[Dataset entries]
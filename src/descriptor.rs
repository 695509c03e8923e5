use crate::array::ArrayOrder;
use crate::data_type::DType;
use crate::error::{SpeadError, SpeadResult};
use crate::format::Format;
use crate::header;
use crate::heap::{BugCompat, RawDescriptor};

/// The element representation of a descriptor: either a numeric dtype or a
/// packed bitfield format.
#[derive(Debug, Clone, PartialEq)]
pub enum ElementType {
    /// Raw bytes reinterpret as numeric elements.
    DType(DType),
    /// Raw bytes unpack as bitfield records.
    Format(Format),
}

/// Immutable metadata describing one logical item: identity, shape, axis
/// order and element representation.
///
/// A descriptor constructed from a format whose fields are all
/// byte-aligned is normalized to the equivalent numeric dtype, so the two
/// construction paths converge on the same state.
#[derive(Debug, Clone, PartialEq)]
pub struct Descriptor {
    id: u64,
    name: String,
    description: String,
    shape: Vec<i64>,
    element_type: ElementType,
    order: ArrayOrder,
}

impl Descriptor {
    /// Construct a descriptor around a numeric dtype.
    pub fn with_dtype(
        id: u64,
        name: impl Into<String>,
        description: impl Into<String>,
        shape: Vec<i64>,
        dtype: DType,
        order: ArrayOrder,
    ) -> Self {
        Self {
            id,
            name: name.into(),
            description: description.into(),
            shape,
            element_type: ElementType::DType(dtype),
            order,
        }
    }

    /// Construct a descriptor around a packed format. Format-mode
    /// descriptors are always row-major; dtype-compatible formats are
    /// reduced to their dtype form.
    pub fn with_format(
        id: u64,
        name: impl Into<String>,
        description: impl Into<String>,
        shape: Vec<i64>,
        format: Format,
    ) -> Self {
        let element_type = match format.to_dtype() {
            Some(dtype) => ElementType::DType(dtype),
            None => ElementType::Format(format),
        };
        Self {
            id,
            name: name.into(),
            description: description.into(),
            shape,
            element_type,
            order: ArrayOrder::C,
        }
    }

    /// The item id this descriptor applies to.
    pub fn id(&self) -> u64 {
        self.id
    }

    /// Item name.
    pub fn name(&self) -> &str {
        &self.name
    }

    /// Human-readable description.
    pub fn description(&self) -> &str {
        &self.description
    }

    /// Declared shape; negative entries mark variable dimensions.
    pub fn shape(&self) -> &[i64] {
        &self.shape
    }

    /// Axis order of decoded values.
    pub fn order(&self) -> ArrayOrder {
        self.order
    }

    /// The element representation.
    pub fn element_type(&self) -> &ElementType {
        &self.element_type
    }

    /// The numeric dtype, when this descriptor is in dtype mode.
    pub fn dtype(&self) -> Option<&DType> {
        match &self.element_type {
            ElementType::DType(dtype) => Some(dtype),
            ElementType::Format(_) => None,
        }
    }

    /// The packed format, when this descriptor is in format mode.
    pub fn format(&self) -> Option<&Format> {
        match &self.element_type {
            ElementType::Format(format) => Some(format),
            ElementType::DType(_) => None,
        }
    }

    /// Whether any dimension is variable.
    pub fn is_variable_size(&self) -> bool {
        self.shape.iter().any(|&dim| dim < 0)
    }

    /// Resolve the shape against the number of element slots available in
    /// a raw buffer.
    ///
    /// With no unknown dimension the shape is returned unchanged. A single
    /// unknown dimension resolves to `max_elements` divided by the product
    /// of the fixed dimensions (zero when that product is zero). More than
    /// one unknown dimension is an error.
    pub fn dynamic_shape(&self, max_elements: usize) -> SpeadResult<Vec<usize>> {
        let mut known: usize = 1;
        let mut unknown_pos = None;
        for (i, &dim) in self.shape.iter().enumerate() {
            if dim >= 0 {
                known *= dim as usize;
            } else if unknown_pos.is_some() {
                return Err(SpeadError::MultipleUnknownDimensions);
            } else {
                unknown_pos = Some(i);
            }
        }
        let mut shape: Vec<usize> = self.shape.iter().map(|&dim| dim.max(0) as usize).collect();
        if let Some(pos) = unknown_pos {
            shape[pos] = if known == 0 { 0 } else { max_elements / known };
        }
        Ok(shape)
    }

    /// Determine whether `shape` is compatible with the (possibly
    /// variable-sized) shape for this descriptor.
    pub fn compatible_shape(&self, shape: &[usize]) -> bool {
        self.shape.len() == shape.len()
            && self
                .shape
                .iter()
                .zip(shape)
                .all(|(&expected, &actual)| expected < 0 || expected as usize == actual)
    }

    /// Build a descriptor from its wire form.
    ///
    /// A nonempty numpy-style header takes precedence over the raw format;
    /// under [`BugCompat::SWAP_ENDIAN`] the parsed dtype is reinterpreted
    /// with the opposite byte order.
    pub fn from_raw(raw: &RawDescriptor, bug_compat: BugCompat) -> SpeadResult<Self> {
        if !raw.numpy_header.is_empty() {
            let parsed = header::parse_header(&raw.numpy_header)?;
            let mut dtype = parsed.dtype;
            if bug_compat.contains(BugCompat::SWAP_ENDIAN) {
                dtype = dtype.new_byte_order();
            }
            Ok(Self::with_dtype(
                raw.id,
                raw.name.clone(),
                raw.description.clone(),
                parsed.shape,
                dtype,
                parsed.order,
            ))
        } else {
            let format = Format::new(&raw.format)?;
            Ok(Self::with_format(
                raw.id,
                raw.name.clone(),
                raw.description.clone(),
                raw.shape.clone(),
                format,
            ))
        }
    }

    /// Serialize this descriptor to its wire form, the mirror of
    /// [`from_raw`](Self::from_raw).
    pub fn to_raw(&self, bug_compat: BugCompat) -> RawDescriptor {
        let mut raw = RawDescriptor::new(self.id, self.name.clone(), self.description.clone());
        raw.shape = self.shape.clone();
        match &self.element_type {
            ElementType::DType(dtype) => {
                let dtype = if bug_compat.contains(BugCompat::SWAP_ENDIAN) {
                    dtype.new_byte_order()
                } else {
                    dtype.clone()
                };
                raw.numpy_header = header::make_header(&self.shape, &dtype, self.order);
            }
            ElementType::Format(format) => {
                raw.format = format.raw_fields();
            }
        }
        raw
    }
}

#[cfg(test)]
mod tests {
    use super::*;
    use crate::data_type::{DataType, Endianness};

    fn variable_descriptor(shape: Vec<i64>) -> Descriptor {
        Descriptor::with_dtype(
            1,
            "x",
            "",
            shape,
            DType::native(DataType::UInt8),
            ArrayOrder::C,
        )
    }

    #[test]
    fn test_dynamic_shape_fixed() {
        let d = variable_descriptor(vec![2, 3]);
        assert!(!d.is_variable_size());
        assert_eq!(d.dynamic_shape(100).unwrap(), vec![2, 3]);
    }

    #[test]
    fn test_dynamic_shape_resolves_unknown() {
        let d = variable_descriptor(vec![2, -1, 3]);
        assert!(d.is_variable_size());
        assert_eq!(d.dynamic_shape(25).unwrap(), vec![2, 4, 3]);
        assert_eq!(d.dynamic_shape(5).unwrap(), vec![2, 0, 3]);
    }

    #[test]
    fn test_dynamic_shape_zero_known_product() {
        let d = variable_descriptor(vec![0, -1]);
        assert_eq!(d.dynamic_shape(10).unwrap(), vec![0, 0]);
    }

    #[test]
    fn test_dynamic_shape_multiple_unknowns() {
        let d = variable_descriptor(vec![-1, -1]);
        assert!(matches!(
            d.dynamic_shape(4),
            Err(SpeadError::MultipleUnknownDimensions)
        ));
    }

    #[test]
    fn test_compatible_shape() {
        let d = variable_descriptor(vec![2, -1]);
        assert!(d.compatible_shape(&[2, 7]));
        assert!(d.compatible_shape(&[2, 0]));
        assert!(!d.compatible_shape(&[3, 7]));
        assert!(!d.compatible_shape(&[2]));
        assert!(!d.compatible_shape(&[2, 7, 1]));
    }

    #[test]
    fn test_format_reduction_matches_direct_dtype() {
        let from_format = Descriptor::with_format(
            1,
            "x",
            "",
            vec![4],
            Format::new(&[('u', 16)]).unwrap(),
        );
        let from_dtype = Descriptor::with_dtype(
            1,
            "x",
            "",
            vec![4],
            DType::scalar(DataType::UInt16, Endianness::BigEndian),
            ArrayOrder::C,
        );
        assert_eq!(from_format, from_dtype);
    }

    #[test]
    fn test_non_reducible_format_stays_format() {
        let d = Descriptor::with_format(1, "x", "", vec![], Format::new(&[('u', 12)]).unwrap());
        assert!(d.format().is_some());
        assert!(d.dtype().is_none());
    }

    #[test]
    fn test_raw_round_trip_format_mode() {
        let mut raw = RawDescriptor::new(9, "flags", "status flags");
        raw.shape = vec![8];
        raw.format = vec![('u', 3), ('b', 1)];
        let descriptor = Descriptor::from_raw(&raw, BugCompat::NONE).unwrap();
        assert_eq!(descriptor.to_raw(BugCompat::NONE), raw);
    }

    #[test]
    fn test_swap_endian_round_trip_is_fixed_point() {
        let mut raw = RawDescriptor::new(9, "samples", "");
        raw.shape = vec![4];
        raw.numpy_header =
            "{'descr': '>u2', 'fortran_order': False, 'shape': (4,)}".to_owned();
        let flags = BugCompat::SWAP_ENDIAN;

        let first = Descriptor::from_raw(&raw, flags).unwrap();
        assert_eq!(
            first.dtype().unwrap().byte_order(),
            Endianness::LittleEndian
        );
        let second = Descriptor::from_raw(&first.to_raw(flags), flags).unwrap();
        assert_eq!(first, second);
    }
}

■ **What is needed**
Lines from the first one above through the line containing "let element_type = match" are to be retyped exactly, both included, and nothing more.

■ **The completed task**
filename src/descriptor.rs
repository 695509c03e8923e5
use crate::array::ArrayOrder;
use crate::data_type::DType;
use crate::error::{SpeadError, SpeadResult};
use crate::format::Format;
use crate::header;
use crate::heap::{BugCompat, RawDescriptor};

/// The element representation of a descriptor: either a numeric dtype or a
/// packed bitfield format.
#[derive(Debug, Clone, PartialEq)]
pub enum ElementType {
    /// Raw bytes reinterpret as numeric elements.
    DType(DType),
    /// Raw bytes unpack as bitfield records.
    Format(Format),
}

/// Immutable metadata describing one logical item: identity, shape, axis
/// order and element representation.
///
/// A descriptor constructed from a format whose fields are all
/// byte-aligned is normalized to the equivalent numeric dtype, so the two
/// construction paths converge on the same state.
#[derive(Debug, Clone, PartialEq)]
pub struct Descriptor {
    id: u64,
    name: String,
    description: String,
    shape: Vec<i64>,
    element_type: ElementType,
    order: ArrayOrder,
}

impl Descriptor {
    /// Construct a descriptor around a numeric dtype.
    pub fn with_dtype(
        id: u64,
        name: impl Into<String>,
        description: impl Into<String>,
        shape: Vec<i64>,
        dtype: DType,
        order: ArrayOrder,
    ) -> Self {
        Self {
            id,
            name: name.into(),
            description: description.into(),
            shape,
            element_type: ElementType::DType(dtype),
            order,
        }
    }

    /// Construct a descriptor around a packed format. Format-mode
    /// descriptors are always row-major; dtype-compatible formats are
    /// reduced to their dtype form.
    pub fn with_format(
        id: u64,
        name: impl Into<String>,
        description: impl Into<String>,
        shape: Vec<i64>,
        format: Format,
    ) -> Self {
        let element_type = match format.to_dtype() {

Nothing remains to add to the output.